▶ [TRY IT] Scan the data below for lines containing the string "unexpected" and give only how many there are.

[Saved data entries]
▬▬▬▬▬▬

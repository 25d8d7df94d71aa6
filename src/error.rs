//! Defines the app level error type and conversions to rendered HTML pages and alerts.
use axum::{
    http::StatusCode,
    response::{IntoResponse, Response},
};
use time::Date;

use crate::{alert::Alert, internal_server_error::InternalServerError};

/// The errors that may occur in the application.
#[derive(Debug, thiserror::Error, PartialEq)]
pub enum Error {
    /// One or more of the transaction form fields was left empty.
    #[error("All fields are required")]
    MissingField,

    /// The amount was zero, not a number, or larger than the maximum amount.
    #[error("Amount must be a positive number less than or equal to 99,999,999")]
    InvalidAmount,

    /// The date could not be parsed as a calendar date.
    #[error("\"{0}\" is not a valid date, expected a date like 2025-03-25")]
    InvalidDate(String),

    /// A date in the future was used to create a transaction.
    ///
    /// Transactions record events that have already happened, therefore future
    /// dates are not allowed.
    #[error("Date cannot be in the future")]
    FutureDate(Date),

    /// The category is not one of the known categories.
    #[error("\"{0}\" is not a valid category")]
    InvalidCategory(String),

    /// The transaction type was neither "income" nor "expense".
    #[error("\"{0}\" is not a valid transaction type")]
    InvalidTransactionType(String),

    /// A transaction with the same ID is already in the store.
    #[error("a transaction with the same ID already exists")]
    DuplicateTransactionId,

    /// Could not acquire the lock on the transaction store.
    #[error("could not acquire the transaction store lock")]
    StoreLockError,

    /// An error occurred while getting the local timezone from a canonical timezone string.
    #[error("invalid timezone {0}")]
    InvalidTimezoneError(String),
}

impl IntoResponse for Error {
    fn into_response(self) -> Response {
        match self {
            Error::InvalidTimezoneError(timezone) => InternalServerError {
                description: "Invalid Timezone Settings",
                fix: &format!(
                    "Could not get local timezone \"{timezone}\". Check your server settings and \
                    ensure the timezone has been set to valid, canonical timezone string"
                ),
            }
            .into_response(),
            Error::StoreLockError => InternalServerError::default().into_response(),
            // Any errors that are not handled above are not intended to be shown to the client.
            error => {
                tracing::error!("An unexpected error occurred: {}", error);
                InternalServerError::default().into_response()
            }
        }
    }
}

impl Error {
    /// Convert the error into an HTTP response with an HTML alert.
    ///
    /// Validation errors are shown one at a time with the message the user
    /// needs to correct their input.
    pub fn into_alert_response(self) -> Response {
        let (status_code, alert) = match self {
            Error::MissingField | Error::InvalidAmount => (
                StatusCode::BAD_REQUEST,
                Alert::ErrorSimple {
                    message: self.to_string(),
                },
            ),
            Error::FutureDate(date) => (
                StatusCode::BAD_REQUEST,
                Alert::Error {
                    message: "Date cannot be in the future".to_owned(),
                    details: format!(
                        "{date} is after today. Change the date to today or a date in the past."
                    ),
                },
            ),
            Error::InvalidDate(_) | Error::InvalidCategory(_) | Error::InvalidTransactionType(_) => {
                (
                    StatusCode::BAD_REQUEST,
                    Alert::ErrorSimple {
                        message: self.to_string(),
                    },
                )
            }
            Error::InvalidTimezoneError(timezone) => (
                StatusCode::INTERNAL_SERVER_ERROR,
                Alert::Error {
                    message: "Invalid Timezone Settings".to_owned(),
                    details: format!(
                        "Could not get local timezone \"{timezone}\". Check your server settings and \
                    ensure the timezone has been set to valid, canonical timezone string"
                    ),
                },
            ),
            _ => (
                StatusCode::INTERNAL_SERVER_ERROR,
                Alert::Error {
                    message: "Something went wrong".to_owned(),
                    details:
                        "An unexpected error occurred, check the server logs for more details."
                            .to_owned(),
                },
            ),
        };

        (status_code, alert.into_html()).into_response()
    }
}
//! Transaction management for the ledger.
//!
//! This module contains everything related to transactions:
//! - The `Transaction` model with its categories and types
//! - Validation of the raw form data into normalized transactions
//! - The in-memory, append-only `TransactionStore`
//! - View and endpoint handlers for adding transactions

mod core;
mod create_endpoint;
mod create_page;
mod form;
mod sign;
mod sign_endpoint;
mod store;

pub use self::core::{Category, MAX_AMOUNT, Transaction, TransactionId, TransactionType};
pub use create_endpoint::{CreateTransactionState, create_transaction_endpoint};
pub use create_page::{CreateTransactionPageState, get_create_transaction_page};
pub use form::{IncomeSignPolicy, RawTransactionForm, validate_transaction};
pub use sign::adjust_amount_sign;
pub use sign_endpoint::{AmountSignForm, adjust_amount_sign_endpoint};
pub use store::{DisplayOrder, TransactionStore};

▬▬▬▬▬▬

▶ [ANSWER TO THIS TASK] 2